An APP spokesman acknowledged on Sunday that his company and the Green Rich/Green Elite companies are “related to APP through common shareholders.”

But Arian Ardie, APP’s director of sustainability and stakeholder engagement, maintained APP does not control them entirely.

“APP does not own Green Rich or Green Elite directly,” he said.

Green Rich and Green Elite staff in September claimed links to PT Arara Abadi, which feeds APP’s paper mills.
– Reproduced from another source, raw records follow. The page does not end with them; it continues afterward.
/*
    This module is for storing, validating and classifying grammars
*/

pub mod normalize;

use std::collections::HashSet;
use std::fmt::Display;

use itertools::Itertools;

use crate::error_handling::*;

// The marker used for the empty right side when reading and printing rules
pub const EPSILON: &str = "ε";

// The base unit in a grammar rule
#[derive(Debug, Clone, PartialEq, Eq, Hash, PartialOrd, Ord)]
pub enum Symbol {
    Terminal(String),
    Nonterminal(String),
}

impl Symbol {
    pub fn name(&self) -> &str {
        match self {
            Symbol::Terminal(name) | Symbol::Nonterminal(name) => name,
        }
    }

    pub fn is_terminal(&self) -> bool {
        matches!(self, Symbol::Terminal(_))
    }

    pub fn as_nonterminal(&self) -> Option<&str> {
        match self {
            Symbol::Nonterminal(name) => Some(name),
            Symbol::Terminal(_) => None,
        }
    }
}

impl Display for Symbol {
    fn fmt(&self, f: &mut std::fmt::Formatter<'_>) -> std::fmt::Result {
        write!(f, "{}", self.name())
    }
}

// The symbols in a single alternative, empty for ε
pub type Alternative = Vec<Symbol>;

#[derive(Debug, Clone, PartialEq, Eq, Hash, PartialOrd, Ord)]
pub struct Production {
    pub left: String,
    pub right: Alternative,
}

impl Production {
    pub fn new(left: impl Into<String>, right: Alternative) -> Self {
        Production { left: left.into(), right }
    }

    pub fn is_epsilon(&self) -> bool {
        self.right.is_empty()
    }

    /// The target of a unit production `A → B`, if this is one.
    pub fn unit_target(&self) -> Option<&str> {
        match &self.right[..] {
            [Symbol::Nonterminal(target)] => Some(target),
            _ => None,
        }
    }

    pub fn nonterminals(&self) -> impl Iterator<Item = &str> {
        self.right.iter().filter_map(Symbol::as_nonterminal)
    }
}

impl Display for Production {
    fn fmt(&self, f: &mut std::fmt::Formatter<'_>) -> std::fmt::Result {
        if self.right.is_empty() {
            write!(f, "{} → {}", self.left, EPSILON)
        } else {
            write!(f, "{} → {}", self.left, self.right.iter().join(" "))
        }
    }
}

#[derive(Debug, PartialEq)]
pub enum GrammarErrorType {
    // A right side uses a symbol outside VN ∪ VT
    UndefinedSymbol(String),
    // The start symbol is not a nonterminal
    UndefinedStart(String),
    // A production is written for something that is not a nonterminal
    UndefinedNonterminal(String),
    // The same name is both a terminal and a nonterminal
    OverlappingSymbol(String),
    // ε appears next to other symbols in one right side
    MisplacedEpsilon(String),
}

impl ErrorType for GrammarErrorType {}

impl Display for GrammarErrorType {
    fn fmt(&self, f: &mut std::fmt::Formatter<'_>) -> std::fmt::Result {
        match self {
            GrammarErrorType::UndefinedSymbol(symbol) => write!(f, "Symbol `{}` is neither a terminal nor a nonterminal", symbol),
            GrammarErrorType::UndefinedStart(start) => write!(f, "Start symbol `{}` is not a nonterminal", start),
            GrammarErrorType::UndefinedNonterminal(left) => write!(f, "Production defined for `{}`, which is not a nonterminal", left),
            GrammarErrorType::OverlappingSymbol(symbol) => write!(f, "`{}` is both a terminal and a nonterminal", symbol),
            GrammarErrorType::MisplacedEpsilon(right) => write!(f, "`{}` mixes {} with other symbols", right, EPSILON),
        }
    }
}

pub type GrammarError = Error<GrammarErrorType>;
pub type Result<T> = std::result::Result<T, GrammarErrorType>;

// Position of a grammar in the Chomsky hierarchy, as far as this crate cares
#[derive(Debug, Clone, Copy, PartialEq, Eq)]
pub enum GrammarClass {
    Regular,
    NotRegular,
}

impl Display for GrammarClass {
    fn fmt(&self, f: &mut std::fmt::Formatter<'_>) -> std::fmt::Result {
        match self {
            GrammarClass::Regular => write!(f, "Regular (Type-3)"),
            GrammarClass::NotRegular => write!(f, "Not Regular"),
        }
    }
}

#[derive(Debug, Clone)]
pub struct Grammar {
    pub nonterminals: HashSet<String>,
    pub terminals: HashSet<String>,
    pub productions: Vec<Production>,
    pub start_symbol: String,
}

// Productions are a multiset, so their order does not matter for equality
impl PartialEq for Grammar {
    fn eq(&self, other: &Self) -> bool {
        self.start_symbol == other.start_symbol
            && self.nonterminals == other.nonterminals
            && self.terminals == other.terminals
            && self.productions.iter().sorted().eq(other.productions.iter().sorted())
    }
}

// Turns one right side of a rule table into an alternative
fn parse_table_alternative(right: &str, nonterminals: &HashSet<String>, terminals: &HashSet<String>) -> Result<Alternative> {
    let names = right.split_whitespace().collect_vec();
    if names == [EPSILON] {
        return Ok(Vec::new());
    }
    if names.contains(&EPSILON) {
        return Err(GrammarErrorType::MisplacedEpsilon(right.to_string()));
    }

    names.into_iter().map(|name| {
        if terminals.contains(name) {
            Ok(Symbol::Terminal(name.to_string()))
        } else if nonterminals.contains(name) {
            Ok(Symbol::Nonterminal(name.to_string()))
        } else {
            Err(GrammarErrorType::UndefinedSymbol(name.to_string()))
        }
    }).collect()
}

impl Grammar {
    pub fn new(nonterminals: HashSet<String>, terminals: HashSet<String>, productions: Vec<Production>, start_symbol: String) -> Result<Self> {
        let grammar = Grammar { nonterminals, terminals, productions, start_symbol };
        grammar.validate()?;
        Ok(grammar)
    }

    /// Builds a grammar from a rule table. Each right side is a space separated
    /// list of symbol names, or `ε` on its own.
    pub fn from_table(nonterminals: &[&str], terminals: &[&str], table: &[(&str, &[&str])], start: &str) -> Result<Self> {
        let nonterminals: HashSet<String> = nonterminals.iter().map(|s| s.to_string()).collect();
        let terminals: HashSet<String> = terminals.iter().map(|s| s.to_string()).collect();

        let mut productions = Vec::new();
        for (left, rights) in table {
            for right in rights.iter() {
                let right = parse_table_alternative(right, &nonterminals, &terminals)?;
                productions.push(Production::new(*left, right));
            }
        }

        Grammar::new(nonterminals, terminals, productions, start.to_string())
    }

    pub fn validate(&self) -> Result<()> {
        if !self.nonterminals.contains(&self.start_symbol) {
            return Err(GrammarErrorType::UndefinedStart(self.start_symbol.clone()));
        }

        if let Some(shared) = self.nonterminals.intersection(&self.terminals).sorted().next() {
            return Err(GrammarErrorType::OverlappingSymbol(shared.clone()));
        }

        for production in &self.productions {
            if !self.nonterminals.contains(&production.left) {
                return Err(GrammarErrorType::UndefinedNonterminal(production.left.clone()));
            }

            let undefined = production.right.iter().find(|symbol| match symbol {
                Symbol::Terminal(t) => !self.terminals.contains(t),
                Symbol::Nonterminal(n) => !self.nonterminals.contains(n),
            });
            if let Some(symbol) = undefined {
                return Err(GrammarErrorType::UndefinedSymbol(symbol.name().to_string()));
            }
        }

        Ok(())
    }

    /// A grammar is regular when every right side is `a`, `a B` or ε.
    pub fn classify(&self) -> GrammarClass {
        let regular = self.productions.iter().all(|production| matches!(
            &production.right[..],
            [] | [Symbol::Terminal(_)] | [Symbol::Terminal(_), Symbol::Nonterminal(_)]
        ));

        if regular {
            GrammarClass::Regular
        } else {
            GrammarClass::NotRegular
        }
    }

    pub fn is_cnf(&self) -> bool {
        self.productions.iter().all(|production| matches!(
            &production.right[..],
            [Symbol::Terminal(_)] | [Symbol::Nonterminal(_), Symbol::Nonterminal(_)]
        ))
    }

    pub fn productions_of<'a>(&'a self, left: &'a str) -> impl Iterator<Item = &'a Production> + 'a {
        self.productions.iter().filter(move |production| production.left == left)
    }

    // Productions ordered by (left, right) for printing
    pub fn sorted_productions(&self) -> Vec<&Production> {
        self.productions.iter()
            .sorted_by(|a, b| {
                let a_names = a.right.iter().map(Symbol::name).collect_vec();
                let b_names = b.right.iter().map(Symbol::name).collect_vec();
                (&a.left, a_names).cmp(&(&b.left, b_names))
            })
            .collect()
    }
}

impl Display for Grammar {
    fn fmt(&self, f: &mut std::fmt::Formatter<'_>) -> std::fmt::Result {
        writeln!(f, "VN: {{{}}}", self.nonterminals.iter().sorted().join(", "))?;
        writeln!(f, "VT: {{{}}}", self.terminals.iter().sorted().join(", "))?;
        writeln!(f, "Start: {}", self.start_symbol)?;
        write!(f, "Productions:")?;
        for production in self.sorted_productions() {
            write!(f, "\n{}", production)?;
        }
        Ok(())
    }
}
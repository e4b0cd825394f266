use std::collections::HashMap;

use crate::grammar::Symbol::Nonterminal;
use super::CompileErrorType::UndefinedNonterminal;
use super::{Alternative, CompileError, CompileErrors, FileResult, Location, Rewrite};

pub type IntermediateRuleset = HashMap<String, (Rewrite, Location)>;

fn get_alternative_undefined_symbols(alternative: &Alternative, location: &Location, rules: &IntermediateRuleset) -> CompileErrors {
    // Filter out everything but nonterminals and unwrap the text from the
    // nonterminals. Then filter out all the undefined nonterminals.
    alternative.iter()
        .filter_map(|symbol| match symbol {
            Nonterminal(symbol) => Some(symbol),
            _ => None
        })
        .filter(|symbol| !rules.contains_key(*symbol))
        .map(|symbol_text| CompileError {
            location: location.to_owned(),
            error: UndefinedNonterminal(symbol_text.to_owned())
        })
        .collect()
}

fn get_rewrite_undefined_symbols(rewrite: &Rewrite, location: &Location, rules: &IntermediateRuleset) -> CompileErrors {
    // Get the undefined nonterminals in each alternative, while flattening
    // into all the undefined nonterminals in the rewrite
    rewrite.iter()
        .flat_map(|alternative| get_alternative_undefined_symbols(alternative, location, rules))
        .collect()
}

fn get_undefined_symbols(rules: &IntermediateRuleset) -> CompileErrors {
    // Get the undefined nonterminals in each rewrite, while flattening
    // into all the undefined nonterminals in the hashmap
    rules.iter()
        .flat_map(|(_, (rewrite, location))| get_rewrite_undefined_symbols(rewrite, location, rules))
        .collect()
}

pub fn verify_rules(rules: &IntermediateRuleset) -> FileResult<()> {
    let mut errors = get_undefined_symbols(rules);

    // Report in file order
    errors.sort_by_key(|error| error.location.line);

    if errors.len() > 0 {
        Err(errors)
    } else {
        Ok(())
    }
}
Both companies are controlled by the Sinar Mas Group, one of Indonesia’s largest conglomerates with a network of paper mills and land holdings that extends into China and India.

Ardie said APP is concerned about the possibility of the ministry lawsuit and would be investigating the allegations.

While APP has been in Cambo­dia for the past year setting up operations, the company has not started clearing forest or developing a plantation, Ardie said in e-mail correspondence last month.

“We do not currently have act­ive operations in Cambodia in terms of logging or plantation development,” he wrote.

However, an APP team would be traveling to Phnom Penh in the next few weeks to conduct an assessment of wood sources available in Cambodia and determine whether a development of a plantation would be possible.

“To the extent that the government of Cambodia wants to dev­elop its forestry industry, we see that it has potential,” Ardie wrote.